Para Paulo, desde o oásis de Dan foram queridos amigos, que ele tornaria a encontrar em Roma. Chamou-os seus cooperadores em Jesus Cristo, afirmando que expuseram as suas cabeças pela vida dele.

A eles dirigiu, em suas Epístolas, inúmeras saudações, como podem ser encontradas na Primeira Epístola aos Coríntios, 16:19, na Epístola aos Romanos, 16:3-5 e na Segunda Epístola a Timóteo, 4:19.

Bibliografia:

1. MIRANDA, Hermínio C. Os amigos. In:___. As marcas do Cristo. Rio [de Janeiro]: FEB, 1984. v. 1, cap. 4, item Áquila e Prisca.
2. ROPS, Daniel. Para Roma, pelo sangue. In:___. São Paulo, conquistador de Cristo. 2. ed. Portuguesa. Porto: Tavares Martins, 1960. cap. 5, item O prisioneiro de Cristo.
3. VAN DER OSTEN, A . José.
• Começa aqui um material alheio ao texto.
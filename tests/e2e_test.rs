use std::fs;
use std::path::{Path, PathBuf};
use std::process::{Command, Output};
use tempfile::TempDir;

/// Scratch directory holding the files a test compares
struct Fixture {
    dir: TempDir,
}

impl Fixture {
    fn new() -> Self {
        let dir = TempDir::new().expect("Failed to create temp dir");
        Self { dir }
    }

    fn path(&self) -> &Path {
        self.dir.path()
    }

    /// Write a file into the fixture and return its path
    fn write_file(&self, name: &str, content: &str) -> PathBuf {
        let path = self.path().join(name);
        fs::write(&path, content).unwrap();
        path
    }

    /// Run the binary with the fixture as working directory
    fn run(&self, args: &[&str]) -> Output {
        Command::new(env!("CARGO_BIN_EXE_smart-line-diff"))
            .current_dir(self.path())
            .args(args)
            .output()
            .expect("Failed to run smart-line-diff")
    }

    /// Run the binary and return stdout, failing the test on a non-zero exit
    fn run_ok(&self, args: &[&str]) -> String {
        let output = self.run(args);
        assert!(
            output.status.success(),
            "smart-line-diff {:?} failed: {}",
            args,
            String::from_utf8_lossy(&output.stderr)
        );
        String::from_utf8(output.stdout).unwrap()
    }
}

#[test]
fn compare_full_mode() {
    let fixture = Fixture::new();
    fixture.write_file("old.txt", "title\nhello world\nbye");
    fixture.write_file("new.txt", "title\nhello wrld\nnext");

    let stdout = fixture.run_ok(&["compare", "old.txt", "new.txt"]);
    insta::assert_snapshot!(stdout, @r"
    title
    hello w[-o-]rld
    [-bye-]
    {+next+}
    ");
}

#[test]
fn compare_inline_mode() {
    let fixture = Fixture::new();
    fixture.write_file("old.txt", "title\nhello world\nbye");
    fixture.write_file("new.txt", "title\nhello wrld\nnext");

    let stdout = fixture.run_ok(&["compare", "old.txt", "new.txt", "--mode", "inline"]);
    insta::assert_snapshot!(stdout, @r"
    title
    hello wrld

    {+next+}
    ");
}

#[test]
fn compare_editor_follows_modified_lines() {
    let fixture = Fixture::new();
    fixture.write_file("old.txt", "a\nb\nc");
    fixture.write_file("new.txt", "c\na\nnew");

    let stdout = fixture.run_ok(&["compare", "old.txt", "new.txt", "--editor"]);
    insta::assert_snapshot!(stdout, @r"
    c
    a
    {+new+}
    ");
}

#[test]
fn compare_with_custom_fast_path() {
    let fixture = Fixture::new();
    fixture.write_file("old.txt", "abc\ndef");
    fixture.write_file("new.txt", "abd\ndef");

    let stdout = fixture.run_ok(&[
        "compare",
        "old.txt",
        "new.txt",
        "--editor",
        "--fast-path",
        "lines=1",
    ]);
    insta::assert_snapshot!(stdout, @r"
    {+abd+}
    def
    ");
}

#[test]
fn replay_snapshots() {
    let fixture = Fixture::new();
    fixture.write_file("original.txt", "alpha\nbeta\ngamma");
    fixture.write_file("v1.txt", "alpha\nbeta\ngamma");
    fixture.write_file("v2.txt", "alpha\nbetx\ngamma");

    let stdout = fixture.run_ok(&["replay", "original.txt", "v1.txt", "v2.txt"]);
    insta::assert_snapshot!(stdout, @r"
    alpha
    bet[-a-]{+x+}
    gamma
    ");
}

#[test]
fn rejects_zero_threshold() {
    let fixture = Fixture::new();
    fixture.write_file("old.txt", "a");
    fixture.write_file("new.txt", "b");

    let output = fixture.run(&["compare", "old.txt", "new.txt", "--fast-path", "lines=0"]);
    assert!(!output.status.success());
    let stderr = String::from_utf8_lossy(&output.stderr);
    assert!(
        stderr.contains("Threshold 'lines' must be greater than zero"),
        "unexpected stderr: {stderr}"
    );
}

#[test]
fn missing_file_fails() {
    let fixture = Fixture::new();
    fixture.write_file("old.txt", "a");

    let output = fixture.run(&["compare", "old.txt", "missing.txt"]);
    assert!(!output.status.success());
    let stderr = String::from_utf8_lossy(&output.stderr);
    assert!(stderr.contains("missing.txt"), "unexpected stderr: {stderr}");
}

#[test]
fn generates_completions() {
    let fixture = Fixture::new();
    let stdout = fixture.run_ok(&["completions", "bash"]);
    assert!(stdout.contains("smart-line-diff"));
}

#[test]
fn generates_man_page() {
    let fixture = Fixture::new();
    let stdout = fixture.run_ok(&["man"]);
    assert!(stdout.contains(".TH "), "unexpected man page: {stdout}");
    assert!(stdout.contains("SUBCOMMANDS"));
    assert!(stdout.contains("compare"));
}
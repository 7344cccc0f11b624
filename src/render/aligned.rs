//! Rendering of a line alignment into classified rows.

use super::{Rendered, RenderedLine, RenderMode};
use crate::align::AlignmentPair;
use crate::chars::CharDiff;
use crate::lines::LineRecord;

/// Render an alignment in alignment order, one row per pair.
pub fn render(
    original: &[LineRecord<'_>],
    modified: &[LineRecord<'_>],
    alignment: &[AlignmentPair],
    differ: &impl CharDiff,
    mode: RenderMode,
) -> Rendered {
    alignment
        .iter()
        .map(|pair| {
            let original_line = pair.original_index.map_or("", |i| original[i].content);
            let modified_line = pair.modified_index.map_or("", |j| modified[j].content);
            render_pair(original_line, modified_line, pair.similarity, differ, mode)
        })
        .collect()
}

fn render_pair(
    original: &str,
    modified: &str,
    similarity: f64,
    differ: &impl CharDiff,
    mode: RenderMode,
) -> RenderedLine {
    let original_empty = original.trim().is_empty();
    let modified_empty = modified.trim().is_empty();

    match (original_empty, modified_empty) {
        (true, true) => RenderedLine::blank(),
        (true, false) => RenderedLine::added(modified),
        (false, true) => match mode {
            RenderMode::Full => RenderedLine::removed(original),
            RenderMode::Inline => RenderedLine::blank(),
        },
        (false, false) if similarity == 1.0 => RenderedLine::unchanged(original),
        (false, false) => RenderedLine::from_char_diff(differ.diff(original, modified), mode),
    }
}

/// Render an alignment into rows indexed by modified line position.
///
/// Row `i` always describes line `i` of the modified text, whatever order the
/// alignment matched lines in. Deleted original lines have no row.
pub fn project_to_modified(
    original: &[LineRecord<'_>],
    modified: &[LineRecord<'_>],
    alignment: &[AlignmentPair],
    differ: &impl CharDiff,
    mode: RenderMode,
) -> Rendered {
    let mut rows: Vec<Option<RenderedLine>> = (0..modified.len()).map(|_| None).collect();

    for pair in alignment {
        let Some(j) = pair.modified_index else {
            continue;
        };
        let modified_line = modified[j];
        let original_line = pair.original_index.map(|i| original[i]);

        let row = match original_line {
            _ if modified_line.trimmed_is_empty => RenderedLine::blank(),
            Some(line) if line.trimmed_is_empty => RenderedLine::added(modified_line.content),
            Some(_) if pair.similarity == 1.0 => RenderedLine::unchanged(modified_line.content),
            Some(line) => RenderedLine::from_char_diff(
                differ.diff(line.content, modified_line.content),
                mode,
            ),
            None => RenderedLine::added(modified_line.content),
        };
        rows[j] = Some(row);
    }

    rows.into_iter()
        .enumerate()
        .map(|(j, row)| row.unwrap_or_else(|| RenderedLine::added(modified[j].content)))
        .collect()
}

#[cfg(test)]
mod tests {
    use super::*;
    use crate::align::align;
    use crate::chars::SemanticCharDiff;
    use crate::lines::segment;
    use crate::render::Classification;
    use similar_asserts::assert_eq;

    fn render_texts(original: &str, modified: &str, mode: RenderMode) -> Rendered {
        let original = segment(original);
        let modified = segment(modified);
        let alignment = align(&original, &modified, &SemanticCharDiff);
        render(&original, &modified, &alignment, &SemanticCharDiff, mode)
    }

    fn project_texts(original: &str, modified: &str, mode: RenderMode) -> Rendered {
        let original = segment(original);
        let modified = segment(modified);
        let alignment = align(&original, &modified, &SemanticCharDiff);
        project_to_modified(&original, &modified, &alignment, &SemanticCharDiff, mode)
    }

    fn classes(line: &RenderedLine) -> Vec<Classification> {
        line.segments.iter().map(|s| s.class).collect()
    }

    #[test]
    fn edited_line_full_mode() {
        let rows = render_texts("hello world", "hello wrld", RenderMode::Full);
        assert_eq!(rows.len(), 1);
        assert_eq!(
            classes(&rows[0]),
            vec![
                Classification::Unchanged,
                Classification::Removed,
                Classification::Unchanged
            ]
        );
        assert_eq!(rows[0].segments[1].text, "o");
    }

    #[test]
    fn edited_line_inline_mode() {
        let rows = render_texts("hello world", "hello wrld", RenderMode::Inline);
        assert_eq!(rows.len(), 1);
        assert_eq!(
            classes(&rows[0]),
            vec![Classification::Unchanged, Classification::Unchanged]
        );
        assert_eq!(rows[0].text(), "hello wrld");
    }

    #[test]
    fn deleted_line_full_mode_shows_removed() {
        let rows = render_texts("keep\ndrop me", "keep", RenderMode::Full);
        assert_eq!(
            rows,
            vec![RenderedLine::unchanged("keep"), RenderedLine::removed("drop me")]
        );
    }

    #[test]
    fn deleted_line_inline_mode_is_blank() {
        let rows = render_texts("keep\ndrop me", "keep", RenderMode::Inline);
        assert_eq!(rows, vec![RenderedLine::unchanged("keep"), RenderedLine::blank()]);
    }

    #[test]
    fn inserted_line_is_added_in_both_modes() {
        for mode in [RenderMode::Full, RenderMode::Inline] {
            let rows = render_texts("a", "a\nbrand new", mode);
            assert_eq!(
                rows,
                vec![RenderedLine::unchanged("a"), RenderedLine::added("brand new")]
            );
        }
    }

    #[test]
    fn blank_against_blank_is_blank() {
        let rows = render_texts("a\n", "a\n   ", RenderMode::Full);
        assert_eq!(
            rows,
            vec![
                RenderedLine::unchanged("a"),
                RenderedLine::blank(),
                RenderedLine::blank()
            ]
        );
    }

    #[test]
    fn projection_follows_modified_order() {
        let rows = project_texts("a\nb", "b\na", RenderMode::Full);
        assert_eq!(rows, vec![RenderedLine::unchanged("b"), RenderedLine::unchanged("a")]);
    }

    #[test]
    fn projection_drops_deleted_lines() {
        let rows = project_texts("one\ntwo\nthree", "one\nthree", RenderMode::Full);
        assert_eq!(
            rows,
            vec![RenderedLine::unchanged("one"), RenderedLine::unchanged("three")]
        );
    }

    #[test]
    fn projection_marks_insertions_added() {
        let rows = project_texts("one", "zzz\none", RenderMode::Inline);
        assert_eq!(rows, vec![RenderedLine::added("zzz"), RenderedLine::unchanged("one")]);
    }

    #[test]
    fn projection_blanks_emptied_lines() {
        let rows = project_texts("one\ntwo", "one\n", RenderMode::Full);
        assert_eq!(rows, vec![RenderedLine::unchanged("one"), RenderedLine::blank()]);
    }

    #[test]
    fn projection_fills_unclaimed_slots_as_added() {
        let original = segment("a");
        let modified = segment("a\nb");
        // Only the first modified line is covered
        let alignment = vec![AlignmentPair {
            original_index: Some(0),
            modified_index: Some(0),
            similarity: 1.0,
        }];
        let rows = project_to_modified(
            &original,
            &modified,
            &alignment,
            &SemanticCharDiff,
            RenderMode::Full,
        );
        assert_eq!(rows, vec![RenderedLine::unchanged("a"), RenderedLine::added("b")]);
    }
}
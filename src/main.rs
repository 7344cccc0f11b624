use clap::{CommandFactory, Parser, Subcommand, ValueEnum};
use clap_complete::Shell;
use smart_line_diff::parse::parse_thresholds;
use smart_line_diff::{
    Classification, FastPathThresholds, RenderMode, RenderedLine, SmartDiff, SmartDiffError,
};
use std::io::{self, Write};
use std::path::{Path, PathBuf};

#[derive(Parser)]
#[command(name = "smart-line-diff")]
#[command(about = "Line-aligned text diff with char-level highlights")]
struct Cli {
    #[command(subcommand)]
    command: Commands,
}

#[derive(Clone, Copy, ValueEnum)]
enum Mode {
    /// Show both sides, deleted text marked [-like this-]
    Full,
    /// Show the result only, deleted text hidden
    Inline,
}

impl From<Mode> for RenderMode {
    fn from(mode: Mode) -> Self {
        match mode {
            Mode::Full => RenderMode::Full,
            Mode::Inline => RenderMode::Inline,
        }
    }
}

#[derive(Subcommand)]
enum Commands {
    /// Compare two files
    Compare {
        /// Baseline file
        original: PathBuf,
        /// Edited file
        modified: PathBuf,
        #[arg(long, value_enum, default_value_t = Mode::Full)]
        mode: Mode,
        /// Print one row per line of the modified file
        #[arg(long)]
        editor: bool,
        /// Fast path thresholds (e.g. "lines=80,chars=10000,avg=200")
        #[arg(long, value_parser = parse_thresholds)]
        fast_path: Option<FastPathThresholds>,
    },
    /// Replay successive snapshots of an edited file and print the final diff
    Replay {
        /// Baseline file
        original: PathBuf,
        /// Snapshots of the edited file, oldest first
        #[arg(required = true)]
        snapshots: Vec<PathBuf>,
        #[arg(long, value_enum, default_value_t = Mode::Full)]
        mode: Mode,
        /// Fast path thresholds (e.g. "lines=80,chars=10000,avg=200")
        #[arg(long, value_parser = parse_thresholds)]
        fast_path: Option<FastPathThresholds>,
    },
    /// Generate shell completions
    Completions { shell: Shell },
    /// Generate a man page
    Man,
}

fn main() -> Result<(), Box<dyn std::error::Error>> {
    env_logger::Builder::from_env(env_logger::Env::default().default_filter_or("warn")).init();

    let cli = Cli::parse();
    let mut stdout = io::stdout().lock();

    match cli.command {
        Commands::Compare {
            original,
            modified,
            mode,
            editor,
            fast_path,
        } => {
            let diff = SmartDiff::new().thresholds(fast_path.unwrap_or_default());
            let original = read_text(&original)?;
            let modified = read_text(&modified)?;

            let rows = if editor {
                diff.compare_for_editor(&original, &modified, mode.into())
            } else {
                diff.compare(&original, &modified, mode.into())
            };
            write_rows(&mut stdout, &rows)?;
        }
        Commands::Replay {
            original,
            snapshots,
            mode,
            fast_path,
        } => {
            let diff = SmartDiff::new().thresholds(fast_path.unwrap_or_default());
            let original = read_text(&original)?;
            let snapshots = snapshots
                .iter()
                .map(|path| read_text(path))
                .collect::<Result<Vec<_>, _>>()?;

            let rows = diff.replay(&original, &snapshots, mode.into())?;
            write_rows(&mut stdout, &rows)?;
        }
        Commands::Completions { shell } => {
            clap_complete::generate(shell, &mut Cli::command(), "smart-line-diff", &mut stdout);
        }
        Commands::Man => {
            clap_mangen::Man::new(Cli::command()).render(&mut stdout)?;
        }
    }

    Ok(())
}

fn read_text(path: &Path) -> Result<String, SmartDiffError> {
    std::fs::read_to_string(path).map_err(|e| SmartDiffError::ReadFailed {
        path: path.display().to_string(),
        message: e.to_string(),
    })
}

/// Print rows with plain markers: `{+added+}` and `[-removed-]`
fn write_rows(out: &mut impl Write, rows: &[RenderedLine]) -> io::Result<()> {
    for row in rows {
        for segment in &row.segments {
            match segment.class {
                Classification::Unchanged => write!(out, "{}", segment.text)?,
                Classification::Added => write!(out, "{{+{}+}}", segment.text)?,
                Classification::Removed => write!(out, "[-{}-]", segment.text)?,
            }
        }
        writeln!(out)?;
    }
    Ok(())
}
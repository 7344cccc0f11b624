use crate::lines;
use log::debug;

/// The line window in which two successive versions of a text differ
#[derive(Debug, Clone, PartialEq, Eq)]
pub struct ChangedRegion<'a> {
    /// First line index that differs
    pub start_line: usize,
    /// Last line index that differs, inclusive
    pub end_line: usize,
    pub old_lines: Vec<&'a str>,
    pub new_lines: Vec<&'a str>,
}

impl ChangedRegion<'_> {
    pub fn contains(&self, line: usize) -> bool {
        (self.start_line..=self.end_line).contains(&line)
    }

    /// True when the region is a single line that is identical in both versions
    pub fn is_noop(&self) -> bool {
        self.start_line == self.end_line
            && matches!(
                (self.old_lines.get(self.start_line), self.new_lines.get(self.start_line)),
                (Some(old), Some(new)) if old == new
            )
    }
}

/// Find the line window holding every difference between two versions of
/// the same text.
///
/// The start is the first line that differs scanning forward. When both
/// versions have the same number of lines the end is the last line that
/// differs scanning backward, never before the start, and the window is the
/// tightest one. A change in line count widens the window to the end of the
/// longer text, since every line from the start onward has shifted.
pub fn detect<'a>(old_text: &'a str, new_text: &'a str) -> ChangedRegion<'a> {
    let old_lines = lines::split(old_text);
    let new_lines = lines::split(new_text);
    let common = old_lines.len().min(new_lines.len());
    let longest = old_lines.len().max(new_lines.len());

    let start_line = (0..common)
        .find(|&i| old_lines[i] != new_lines[i])
        .unwrap_or(common);

    let end_line = if old_lines.len() != new_lines.len() {
        longest - 1
    } else {
        (start_line..common)
            .rev()
            .find(|&i| old_lines[i] != new_lines[i])
            .unwrap_or(start_line)
    };

    debug!("changed region: lines {start_line}..={end_line}");

    ChangedRegion {
        start_line,
        end_line,
        old_lines,
        new_lines,
    }
}
use crate::chars::{CharDiff, OpKind};

/// Score how alike two lines are, in `[0, 1]`.
///
/// Identical lines score `1.0`. A line that is empty after trimming never
/// partially matches anything and scores `0.0`. Otherwise the score is the
/// number of chars in the equal fragments of the char diff divided by the
/// longer line's char count.
pub fn score(a: &str, b: &str, differ: &impl CharDiff) -> f64 {
    if a == b {
        return 1.0;
    }
    if a.trim().is_empty() || b.trim().is_empty() {
        return 0.0;
    }

    let longest = a.chars().count().max(b.chars().count());
    if longest == 0 {
        return 0.0;
    }

    let common: usize = differ
        .diff(a, b)
        .iter()
        .filter(|op| op.kind == OpKind::Equal)
        .map(|op| op.len())
        .sum();

    common as f64 / longest as f64
}
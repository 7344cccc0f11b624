//! Smart line matching between two versions of a document.
//!
//! Lines are paired in three passes, each one only looking at lines the
//! previous passes left unclaimed:
//!
//! 1. **Exact**: every original line claims the first unclaimed modified line
//!    with identical content.
//! 2. **Similarity**: every remaining original line claims the unclaimed
//!    modified line it scores highest against, if that score reaches
//!    [`SIMILARITY_THRESHOLD`].
//! 3. **Leftover**: whatever is still unclaimed becomes a pure deletion or a
//!    pure insertion.
//!
//! This is a heuristic, not a minimal edit script. It is quadratic in the
//! number of unmatched lines, which is why large inputs take the fast path.

use crate::chars::CharDiff;
use crate::lines::LineRecord;
use crate::similarity;
use log::trace;

/// Lowest similarity at which two different lines are considered the same line, edited
pub const SIMILARITY_THRESHOLD: f64 = 0.5;

/// Added to the modified index of a pure insertion to build its sort key.
///
/// Insertions therefore sort after every original line with an index below
/// this offset. Documents longer than this interleave insertions with
/// original lines by raw index.
pub const INSERTION_SORT_OFFSET: usize = 1000;

/// One row of an alignment
#[derive(Debug, Clone, Copy, PartialEq)]
pub struct AlignmentPair {
    pub original_index: Option<usize>,
    pub modified_index: Option<usize>,
    /// `1.0` identical, `0.0` unmatched, in between for an edited line
    pub similarity: f64,
}

impl AlignmentPair {
    fn matched(original_index: usize, modified_index: usize, similarity: f64) -> Self {
        Self {
            original_index: Some(original_index),
            modified_index: Some(modified_index),
            similarity,
        }
    }

    fn sort_key(&self) -> usize {
        match (self.original_index, self.modified_index) {
            (Some(original), _) => original,
            (None, Some(modified)) => modified + INSERTION_SORT_OFFSET,
            (None, None) => usize::MAX,
        }
    }
}

/// Pair up the lines of two versions.
///
/// Every original and every modified index appears in exactly one pair.
pub fn align(
    original: &[LineRecord<'_>],
    modified: &[LineRecord<'_>],
    differ: &impl CharDiff,
) -> Vec<AlignmentPair> {
    let mut pairs = Vec::with_capacity(original.len().max(modified.len()));
    let mut original_used = vec![false; original.len()];
    let mut modified_used = vec![false; modified.len()];

    // Exact pass
    for (i, line) in original.iter().enumerate() {
        let found = modified
            .iter()
            .enumerate()
            .find(|(j, candidate)| !modified_used[*j] && candidate.content == line.content);

        if let Some((j, _)) = found {
            pairs.push(AlignmentPair::matched(i, j, 1.0));
            original_used[i] = true;
            modified_used[j] = true;
        }
    }
    trace!("exact pass matched {} lines", pairs.len());

    // Similarity pass
    let exact = pairs.len();
    for (i, line) in original.iter().enumerate() {
        if original_used[i] {
            continue;
        }

        let mut best: Option<(usize, f64)> = None;
        for (j, candidate) in modified.iter().enumerate() {
            if modified_used[j] {
                continue;
            }

            let similarity = similarity::score(line.content, candidate.content, differ);
            let best_so_far = best.map_or(0.0, |(_, s)| s);
            if similarity > best_so_far && similarity >= SIMILARITY_THRESHOLD {
                best = Some((j, similarity));
            }
        }

        if let Some((j, similarity)) = best {
            pairs.push(AlignmentPair::matched(i, j, similarity));
            original_used[i] = true;
            modified_used[j] = true;
        }
    }
    trace!("similarity pass matched {} lines", pairs.len() - exact);

    // Leftover pass
    pairs.extend(
        original_used
            .iter()
            .enumerate()
            .filter(|(_, used)| !**used)
            .map(|(i, _)| AlignmentPair {
                original_index: Some(i),
                modified_index: None,
                similarity: 0.0,
            }),
    );
    pairs.extend(
        modified_used
            .iter()
            .enumerate()
            .filter(|(_, used)| !**used)
            .map(|(j, _)| AlignmentPair {
                original_index: None,
                modified_index: Some(j),
                similarity: 0.0,
            }),
    );

    pairs.sort_by_key(AlignmentPair::sort_key);
    pairs
}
In:___. Dicionário enciclopédico da bíblia. 3. ed. Petrópolis: Vozes, 1985, verbetes Áquila, Palmira e Prisca.
4. XAVIER, Francisco Cândido. As Epístolas. In:___. Paulo e Estêvão. ed. especial. Rio de Janeiro: FEB, 2002. pt. II, cap. VII.
5. ______. O tecelão. Op. cit. pt. II, cap. II.